The theory he created still stands -- if I may be excused a clumsy simile -- like a Gothic cathedral, heavily buttressed below but, in spite of its great weight, light and soaring in its upper reaches, coming as close to heaven as mathematics can. Harish, who was of a spiritual, even religious, cast and who liked to express himself in metaphors, vivid and compelling, did see, I believe, mathematics as mediating between man and what one can only call God. Occasionally, on a stroll after a seminar, usually towards evening, he would express his feelings, his fine hands slightly upraised, his eyes intent on the distant sky; but he saw as his task not to bring men closer to God but God closer to men. For those who can understand his work and who accept that God has a mathematical side, he accomplished it. [Langlands on Harish-Chandra.]

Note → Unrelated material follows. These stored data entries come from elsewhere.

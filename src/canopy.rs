//! Canopy clustering over the record store's working pool.
//!
//! Each transition draws a pivot uniformly from the pool, measures every
//! other pool record against it in parallel, and then, as a single writer,
//! freezes the new canopy and removes the whole loose set from the pool.
//!
//! # Thresholds
//!
//! - `d < t1` (tight): the record becomes a member of the canopy.
//! - `d < t2` (loose): the record leaves the pool. Since `t1 < t2`, every
//!   tight member also leaves.
//!
//! Records with `t1 <= d < t2` leave the pool without joining the tight set;
//! they are kept on the canopy as its `fringe`.
//!
//! # Determinism
//!
//! The sweep buffers results per worker and merges them by set union into
//! ordered sets, and the removal batch is applied in id order. The outcome of
//! a transition therefore depends only on the pool state and the RNG, never on
//! the number of worker threads or their scheduling.

use rand::Rng;
use rayon::prelude::*;
use std::collections::BTreeSet;

use crate::constants::{DEFAULT_LOOSE_THRESHOLD, DEFAULT_TIGHT_THRESHOLD};
use crate::error::{CanopyError, Result};
use crate::oracle::NcdOracle;
use crate::store::RecordStore;
use crate::types::{Canopy, RecordId};

/// Tight (`t1`) and loose (`t2`) distance thresholds.
#[derive(Debug, Clone, Copy, PartialEq)]
pub struct CanopyParams {
    tight: f64,
    loose: f64,
}

impl Default for CanopyParams {
    fn default() -> Self {
        Self {
            tight: DEFAULT_TIGHT_THRESHOLD,
            loose: DEFAULT_LOOSE_THRESHOLD,
        }
    }
}

impl CanopyParams {
    /// Validate and build thresholds. Both must be finite and non-negative,
    /// and `tight < loose`.
    pub fn new(tight: f64, loose: f64) -> Result<Self> {
        for (name, value) in [("t1", tight), ("t2", loose)] {
            if !value.is_finite() || value < 0.0 {
                return Err(CanopyError::config(format!(
                    "{} must be a finite, non-negative number (got {})",
                    name, value
                )));
            }
        }
        if tight >= loose {
            return Err(CanopyError::config(format!(
                "tight threshold t1 ({}) must be smaller than loose threshold t2 ({})",
                tight, loose
            )));
        }
        Ok(Self { tight, loose })
    }

    pub fn tight(&self) -> f64 {
        self.tight
    }

    pub fn loose(&self) -> f64 {
        self.loose
    }
}

/// Per-worker sweep buffers, merged after the parallel region.
#[derive(Default)]
struct SweepPartial {
    tight: Vec<RecordId>,
    loose: Vec<RecordId>,
}

impl SweepPartial {
    fn merge(mut self, mut other: SweepPartial) -> SweepPartial {
        self.tight.append(&mut other.tight);
        self.loose.append(&mut other.loose);
        self
    }
}

/// Canopy clustering state machine.
#[derive(Debug)]
pub struct CanopyEngine {
    params: CanopyParams,
    next_canopy_id: u32,
    canopies: Vec<Canopy>,
}

impl CanopyEngine {
    pub fn new(params: CanopyParams) -> Self {
        Self {
            params,
            next_canopy_id: 0,
            canopies: Vec::new(),
        }
    }

    /// Canopies frozen so far, in creation order.
    pub fn canopies(&self) -> &[Canopy] {
        &self.canopies
    }

    /// Run one transition. Returns the frozen canopy, or `None` when the pool
    /// is already empty.
    pub fn step<R: Rng + ?Sized>(
        &mut self,
        store: &mut RecordStore,
        oracle: &NcdOracle,
        rng: &mut R,
    ) -> Result<Option<&Canopy>> {
        let Some(pivot) = store.pick_random(rng) else {
            return Ok(None);
        };

        let partial = self.sweep(store, oracle, pivot)?;

        let mut members: BTreeSet<RecordId> = partial.tight.into_iter().collect();
        members.insert(pivot);
        let loose: BTreeSet<RecordId> = partial.loose.into_iter().collect();
        let fringe: BTreeSet<RecordId> = loose.difference(&members).copied().collect();

        // Single writer: the sweep is over, drain the batch in id order.
        store.remove(pivot);
        for &id in &loose {
            store.remove(id);
        }

        let canopy = Canopy {
            id: self.next_canopy_id,
            pivot,
            members,
            fringe,
        };
        log::debug!(
            "Canopy {} (pivot {}): removed {} ({} members, {} fringe), {} left in pool",
            canopy.id,
            pivot,
            canopy.removed_count(),
            canopy.members.len(),
            canopy.fringe.len(),
            store.len()
        );
        self.next_canopy_id += 1;
        self.canopies.push(canopy);
        Ok(self.canopies.last())
    }

    /// Run transitions until the pool is empty and return the canopies.
    pub fn run<R: Rng + ?Sized>(
        mut self,
        store: &mut RecordStore,
        oracle: &NcdOracle,
        rng: &mut R,
    ) -> Result<Vec<Canopy>> {
        let initial = store.len();
        log::info!(
            "Canopy clustering {} records (t1={}, t2={})",
            initial,
            self.params.tight,
            self.params.loose
        );

        while self.step(store, oracle, rng)?.is_some() {
            let done = self.canopies.len();
            if done % 1000 == 0 {
                log::info!(
                    "{} canopies built, {}/{} records left in pool",
                    done,
                    store.len(),
                    initial
                );
            }
        }

        let fringe: usize = self.canopies.iter().map(|c| c.fringe.len()).sum();
        log::info!(
            "Built {} canopies ({} records in loose band only)",
            self.canopies.len(),
            fringe
        );
        Ok(self.canopies)
    }

    /// Measure every pool record except the pivot against the pivot.
    /// Read-only over the current pool snapshot.
    fn sweep(&self, store: &RecordStore, oracle: &NcdOracle, pivot: RecordId) -> Result<SweepPartial> {
        let pivot_record = store.require(pivot, "canopy pivot")?;
        let tight = self.params.tight;
        let loose = self.params.loose;

        store
            .live_slots()
            .par_iter()
            .map(|&slot| store.record_at(slot))
            .filter(|record| record.id() != pivot)
            .try_fold(SweepPartial::default, |mut acc, record| {
                let d = oracle.distance(record, pivot_record)?;
                if d < tight {
                    acc.tight.push(record.id());
                }
                if d < loose {
                    acc.loose.push(record.id());
                }
                Ok::<_, CanopyError>(acc)
            })
            .try_reduce(SweepPartial::default, |a, b| Ok(a.merge(b)))
    }
}

#[cfg(test)]
mod tests {
    use super::*;
    use rand::rngs::StdRng;
    use rand::SeedableRng;
    use std::collections::HashMap;

    fn scenario_store() -> RecordStore {
        RecordStore::from_records(vec![
            (RecordId::new(1), "aaaa"),
            (RecordId::new(2), "aaaa"),
            (RecordId::new(3), "zzzzzzzzzz"),
        ])
        .unwrap()
    }

    /// Three well separated families of five near-identical sequences.
    fn family_store() -> RecordStore {
        let bases = [
            "ACGTTGCAAGCTTGCAGGCATGCAAGCTTGGCACTGGCCGTCGTTTTACAACGTCGTGACTGGG",
            "The quick brown fox jumps over the lazy dog while singing a tune.",
            "0192837465 5647382910 1029384756 6574839201 1357924680 24681357",
        ];
        let mut records = Vec::new();
        for (f, base) in bases.iter().enumerate() {
            for i in 0..5u32 {
                let id = RecordId::new(f as u32 * 100 + i);
                records.push((id, base.repeat(3)));
            }
        }
        RecordStore::from_records(records).unwrap()
    }

    fn run(store: &mut RecordStore, seed: u64) -> Vec<Canopy> {
        let mut rng = StdRng::seed_from_u64(seed);
        CanopyEngine::new(CanopyParams::default())
            .run(store, &NcdOracle::default(), &mut rng)
            .unwrap()
    }

    #[test]
    fn test_params_validation() {
        assert!(CanopyParams::new(0.25, 0.5).is_ok());
        assert!(CanopyParams::new(0.5, 0.25).is_err());
        assert!(CanopyParams::new(0.5, 0.5).is_err());
        assert!(CanopyParams::new(-0.1, 0.5).is_err());
        assert!(CanopyParams::new(0.1, f64::NAN).is_err());
        assert!(CanopyParams::new(0.1, f64::INFINITY).is_err());

        let err = CanopyParams::new(0.6, 0.3).unwrap_err();
        assert!(matches!(err, CanopyError::Config(_)));
    }

    #[test]
    fn test_default_params() {
        let params = CanopyParams::default();
        assert_eq!(params.tight(), 0.25);
        assert_eq!(params.loose(), 0.5);
    }

    #[test]
    fn test_identical_records_share_canopy() {
        for seed in 0..10 {
            let mut store = scenario_store();
            let canopies = run(&mut store, seed);
            assert!(store.is_empty());

            let with_one: Vec<_> = canopies
                .iter()
                .filter(|c| c.members.contains(&RecordId::new(1)))
                .collect();
            assert_eq!(with_one.len(), 1, "seed {}", seed);
            assert!(with_one[0].members.contains(&RecordId::new(2)), "seed {}", seed);
            assert!(!with_one[0].members.contains(&RecordId::new(3)), "seed {}", seed);
        }
    }

    #[test]
    fn test_canopy_ids_sequential_from_zero() {
        let mut store = family_store();
        let canopies = run(&mut store, 3);
        for (i, canopy) in canopies.iter().enumerate() {
            assert_eq!(canopy.id, i as u32);
            assert!(canopy.members.contains(&canopy.pivot));
        }
    }

    #[test]
    fn test_every_record_covered_exactly_once() {
        let mut store = family_store();
        let all: Vec<RecordId> = store.pool_ids();
        let canopies = run(&mut store, 11);

        let mut seen: HashMap<RecordId, usize> = HashMap::new();
        for canopy in &canopies {
            for id in canopy.members.iter().chain(canopy.fringe.iter()) {
                *seen.entry(*id).or_default() += 1;
            }
            assert!(canopy.members.is_disjoint(&canopy.fringe));
        }
        for id in all {
            assert_eq!(seen.get(&id), Some(&1), "record {} coverage", id);
        }
    }

    #[test]
    fn test_families_form_three_tight_canopies() {
        let mut store = family_store();
        let canopies = run(&mut store, 5);
        assert_eq!(canopies.len(), 3);
        for canopy in &canopies {
            assert_eq!(canopy.members.len(), 5);
            assert!(canopy.fringe.is_empty());
            let family = canopy.pivot.value() / 100;
            assert!(canopy.members.iter().all(|id| id.value() / 100 == family));
        }
    }

    #[test]
    fn test_threshold_consistency_at_freeze() {
        let oracle = NcdOracle::default();
        let params = CanopyParams::new(0.2, 0.6).unwrap();
        let mut store = family_store();
        let mut engine = CanopyEngine::new(params);
        let mut rng = StdRng::seed_from_u64(99);

        loop {
            let Some(canopy) = engine.step(&mut store, &oracle, &mut rng).unwrap() else {
                break;
            };
            let canopy = canopy.clone();
            let pivot = store.get(canopy.pivot).unwrap();
            for id in &canopy.members {
                if *id == canopy.pivot {
                    continue;
                }
                let d = oracle.distance(store.get(*id).unwrap(), pivot).unwrap();
                assert!(d < params.tight(), "member {} at {}", id, d);
            }
            for id in &canopy.fringe {
                let d = oracle.distance(store.get(*id).unwrap(), pivot).unwrap();
                assert!(d >= params.tight() && d < params.loose());
            }
            for remaining in store.iter() {
                let d = oracle.distance(remaining, pivot).unwrap();
                assert!(d >= params.loose(), "record {} left at {}", remaining.id(), d);
            }
        }
        assert!(store.is_empty());
    }

    #[test]
    fn test_same_seed_same_partition() {
        let mut first = family_store();
        let mut second = family_store();
        assert_eq!(run(&mut first, 1234), run(&mut second, 1234));
    }

    #[test]
    fn test_partition_independent_of_thread_count() {
        let single = rayon::ThreadPoolBuilder::new().num_threads(1).build().unwrap();
        let many = rayon::ThreadPoolBuilder::new().num_threads(4).build().unwrap();
        let a = single.install(|| run(&mut family_store(), 77));
        let b = many.install(|| run(&mut family_store(), 77));
        assert_eq!(a, b);
    }

    #[test]
    fn test_step_on_empty_pool() {
        let mut store = RecordStore::new();
        let mut engine = CanopyEngine::new(CanopyParams::default());
        let mut rng = StdRng::seed_from_u64(0);
        assert!(engine
            .step(&mut store, &NcdOracle::default(), &mut rng)
            .unwrap()
            .is_none());
        assert!(engine.canopies().is_empty());
    }

    #[test]
    fn test_single_record_forms_singleton() {
        let mut store =
            RecordStore::from_records(vec![(RecordId::new(9), "GATTACA")]).unwrap();
        let canopies = run(&mut store, 0);
        assert_eq!(canopies.len(), 1);
        assert_eq!(canopies[0].pivot, RecordId::new(9));
        assert_eq!(canopies[0].members.len(), 1);
    }
}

Professor Robert P. Langlands of the Institute of Advanced Study, Princeton, will be giving an Institute Colloquium talk at 5.15 p.m. on Wednesday, March 08, 2006, at the Indian Institute of Technology Bombay. The talk is titled
"Reflections on the legacy of Harish-Chandra". The venue is the Institute Auditorium (IRCC Building). More from the department notices:
Harish-Chandra and Srinivasa Ramanujan were easily the two greatest Indian mathematicians of the last century. While the latter is a household name in India, Harish-Chandra, despite his sustained and seminal contributions to "Representation Theory" remains relatively unknown. A former student of Dirac, Harish-Chandra started his research career as a physicist in Cambridge before moving to an enormously succesful career as a mathematician at the Institute for Advanced Study in Princeton.
Although the talk will not be free of references to mathematical concepts of varying degrees of sophistication, most of them should be familiar to anyone, physicists, chemists or students, with some undergraduate training in mathematics. The talk will be an attempt to understand Harish-Chandra's place in the mathematical firmament and not an occasion for technical explanations.
Robert Langlands is uniquely qualified to give this talk having known Harish-Chandra closely for more than 20 years as a friend and colleague at the Institute for Advanced Study, Princeton. While Harish-Chandra made "Representation Theory" a central area of research in mathematics, Robert Langlands introduced what is now known as the "Langlands Programme", a vast mathematical framework of conjectures which connect representation theory, analysis, geometry and number theory in remarkable ways. The Langlands Programme is one of the high watermarks of Twentieth Century mathematics, unrivalled, perhaps, in its scope and breathtaking in its vision.